“Below the
surface-stream, shallow and light,
Of what we say we feel – below the stream,
As light, of
what we think we feel – there flows
With
noiseless current strong, obscure and deep,
The central
stream of what we feel indeed.”
In five unrhymed
lines of iambic pentameter, Arnold glosses human nature. Some will hear a prescient
echo of Freud but Arnold knew what Sophocles knew, that we are self-deceiving
mysteries. Our vaunted self-knowledge is a flattering myth. I was astounded a
second time on Monday by “Divertimento,” a poem by Aaron Poochigian, a master
of verbal dynamics. In a single poem he comes up with “Bronze-age Now,” “looky-here
wind turbine” and “just, like, freaking wow.”

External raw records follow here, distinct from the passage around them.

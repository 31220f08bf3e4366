//! 模式映射 - 源格式编码到目标模式分类的纯函数
//!
//! 源格式用整数位掩码和字段名字符串表达匹配规则，目标用封闭的
//! 字符串枚举。"无法表示" 的判定只发生在这里：没有等价映射的
//! 构造一律以 UnsupportedConstruct 失败，绝不静默猜测。

use crate::model::{SelectionMode, ValidationMode};
use crate::translate::vocabulary::*;
use crate::translate::{TranslateError, TranslateResult};
use regex::Regex;
use std::sync::OnceLock;

/// 断言的目标位置：普通选择模式，或 "响应码" 哨兵
#[derive(Debug, Clone, Copy, PartialEq, Eq)]
pub enum AssertionTarget {
    /// 期望状态码，翻译成动作的 httpResponseCode 而非校验记录
    ResponseCode,
    Selection(SelectionMode),
}

/// 把源格式的 field-to-test 标识映射到选择模式
///
/// 上游已经识别出变量作用域时（preset 为 Variable），字段信息被忽略。
/// 无法支持的目标（response message、sampled URL 等）始终致命：
/// 静默猜一个校验目标会校验到错误的东西。
pub fn map_field_to_selection(
    field: &str,
    preset: Option<SelectionMode>,
) -> TranslateResult<AssertionTarget> {
    if preset == Some(SelectionMode::Variable) {
        return Ok(AssertionTarget::Selection(SelectionMode::Variable));
    }
    match field {
        // 空字段在源格式里表示默认目标（响应体）
        FIELD_RESPONSE_DATA | "" => Ok(AssertionTarget::Selection(SelectionMode::Regex)),
        FIELD_RESPONSE_HEADERS => Ok(AssertionTarget::Selection(SelectionMode::Header)),
        FIELD_RESPONSE_CODE => Ok(AssertionTarget::ResponseCode),
        other => Err(TranslateError::UnsupportedConstruct(format!(
            "assertion target '{}' has no equivalent",
            other
        ))),
    }
}

/// 把源格式的匹配规则位掩码映射到校验模式
///
/// 已知值：1 → Matches，2 → Exists，8 → Text，16 → Exists。
/// 带取反位的组合（5、6、12、20）致命：目标分类没有取反。
pub fn map_bitmask_to_validation(bitmask: i64) -> TranslateResult<ValidationMode> {
    match bitmask {
        1 => Ok(ValidationMode::Matches),
        2 => Ok(ValidationMode::Exists),
        8 => Ok(ValidationMode::Text),
        16 => Ok(ValidationMode::Exists),
        5 | 6 | 12 | 20 => Err(TranslateError::UnsupportedConstruct(format!(
            "negated matching rule {} has no equivalent",
            bitmask
        ))),
        other => Err(TranslateError::UnsupportedConstruct(format!(
            "unrecognized matching rule {}",
            other
        ))),
    }
}

/// 解析捕获组模板
///
/// 模板最多引用一个捕获组；引用多个组是致命错误，不做部分提取。
/// 组 0 表示整个匹配，等价于没有次级选择。
pub fn resolve_capture_group_template(template: &str) -> TranslateResult<Option<u32>> {
    static GROUP_REF: OnceLock<Regex> = OnceLock::new();
    let re = GROUP_REF.get_or_init(|| Regex::new(r"\$(\d+)\$").unwrap());

    let mut groups = re.captures_iter(template);
    let first = match groups.next() {
        // 没有组引用：整个匹配
        None => return Ok(None),
        Some(cap) => cap,
    };
    if groups.next().is_some() {
        return Err(TranslateError::UnsupportedConstruct(format!(
            "template '{}' requires multiple capture groups",
            template
        )));
    }
    let index: u32 = first[1].parse().map_err(|_| {
        TranslateError::MalformedInput(format!("capture group index out of range in '{}'", template))
    })?;
    Ok(if index == 0 { None } else { Some(index) })
}

/// 调和 Header 断言
///
/// 源格式把 Header 断言写成一条 "Name: Value" 字符串：
/// 没有冒号是存在性检查，恰好一个冒号是精确匹配，
/// 多个冒号无法消歧、致命。
pub fn reconcile_header_assertion(
    raw: &str,
) -> TranslateResult<(String, ValidationMode, Option<String>)> {
    if raw.matches(':').count() > 1 {
        return Err(TranslateError::UnsupportedConstruct(format!(
            "ambiguous header assertion '{}'",
            raw
        )));
    }
    match raw.split_once(':') {
        None => Ok((raw.trim().to_string(), ValidationMode::Exists, None)),
        Some((name, value)) => Ok((
            name.trim().to_string(),
            ValidationMode::Matches,
            Some(value.trim().to_string()),
        )),
    }
}

#[cfg(test)]
mod tests {
    use super::*;

    #[test]
    fn test_bitmask_known_values() {
        assert_eq!(map_bitmask_to_validation(1).unwrap(), ValidationMode::Matches);
        assert_eq!(map_bitmask_to_validation(2).unwrap(), ValidationMode::Exists);
        assert_eq!(map_bitmask_to_validation(8).unwrap(), ValidationMode::Text);
        assert_eq!(map_bitmask_to_validation(16).unwrap(), ValidationMode::Exists);
    }

    #[test]
    fn test_bitmask_negated_values_fatal() {
        for mask in [5, 6, 12, 20] {
            let err = map_bitmask_to_validation(mask).unwrap_err();
            assert!(
                matches!(err, TranslateError::UnsupportedConstruct(_)),
                "mask {} should be unsupported",
                mask
            );
        }
    }

    #[test]
    fn test_bitmask_unknown_values_fatal() {
        for mask in [0, 3, 7, 32, 64, -1] {
            assert!(map_bitmask_to_validation(mask).is_err(), "mask {}", mask);
        }
    }

    #[test]
    fn test_template_single_group() {
        assert_eq!(resolve_capture_group_template("$2$").unwrap(), Some(2));
        assert_eq!(resolve_capture_group_template("$1$").unwrap(), Some(1));
    }

    #[test]
    fn test_template_group_zero_is_whole_match() {
        assert_eq!(resolve_capture_group_template("$0$").unwrap(), None);
    }

    #[test]
    fn test_template_without_group_refs() {
        assert_eq!(resolve_capture_group_template("").unwrap(), None);
    }

    #[test]
    fn test_template_multiple_groups_fatal() {
        for template in ["$1$$2$", "$1$-$2$", "$1$ $2$ $3$"] {
            let err = resolve_capture_group_template(template).unwrap_err();
            assert!(
                matches!(err, TranslateError::UnsupportedConstruct(_)),
                "template {} should be unsupported",
                template
            );
        }
    }

    #[test]
    fn test_header_assertion_name_only() {
        let (name, mode, content) = reconcile_header_assertion("Expires").unwrap();
        assert_eq!(name, "Expires");
        assert_eq!(mode, ValidationMode::Exists);
        assert_eq!(content, None);
    }

    #[test]
    fn test_header_assertion_exact_match() {
        let (name, mode, content) = reconcile_header_assertion("Expires: -1").unwrap();
        assert_eq!(name, "Expires");
        assert_eq!(mode, ValidationMode::Matches);
        assert_eq!(content, Some("-1".to_string()));
    }

    #[test]
    fn test_header_assertion_multiple_colons_fatal() {
        let err = reconcile_header_assertion("A: B: C").unwrap_err();
        assert!(matches!(err, TranslateError::UnsupportedConstruct(_)));
    }

    #[test]
    fn test_field_mapping() {
        assert_eq!(
            map_field_to_selection(FIELD_RESPONSE_DATA, None).unwrap(),
            AssertionTarget::Selection(SelectionMode::Regex)
        );
        assert_eq!(
            map_field_to_selection(FIELD_RESPONSE_HEADERS, None).unwrap(),
            AssertionTarget::Selection(SelectionMode::Header)
        );
        assert_eq!(
            map_field_to_selection(FIELD_RESPONSE_CODE, None).unwrap(),
            AssertionTarget::ResponseCode
        );
    }

    #[test]
    fn test_field_mapping_variable_preset_wins() {
        // 上游已识别变量作用域时字段信息被忽略
        let target =
            map_field_to_selection(FIELD_RESPONSE_CODE, Some(SelectionMode::Variable)).unwrap();
        assert_eq!(target, AssertionTarget::Selection(SelectionMode::Variable));
    }

    #[test]
    fn test_field_mapping_unsupported_fatal() {
        for field in ["Assertion.response_message", "Assertion.sample_label"] {
            let err = map_field_to_selection(field, None).unwrap_err();
            assert!(matches!(err, TranslateError::UnsupportedConstruct(_)));
        }
    }
}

This is a guy at home in his language. He revels in it, even while
describing that thoroughly unlovable feature of the American landscape, the
wind farm. Here’s the conclusion of Poochigian’s poem:
“Bravissimo for the kinetic sculpture
dangling
upward from a snag of earth
while
juggling, with acquiescent rapture,
three arms’
worth
“of
gale-force wind. Oh yeah, I wanna be
that gleam
with crazy feelers going round.
Thank you,
Ohio, for reminding me
how Art
should astound.”
This is English
you want to chew and savor. It’s artful but not arty. No cheap poeticisms. Poochigian
talks about his appetite for words in an interview at Able Muse:
“I push
myself to be Shakespearean in my vocabulary—not just to know a lot of words
from different registers and provenances but to use them, too, in making
twenty-first-century art. Before the Modernists, poets were not supposed to mix
registers within a single work, and whole categories of words were considered ‘unpoetic.’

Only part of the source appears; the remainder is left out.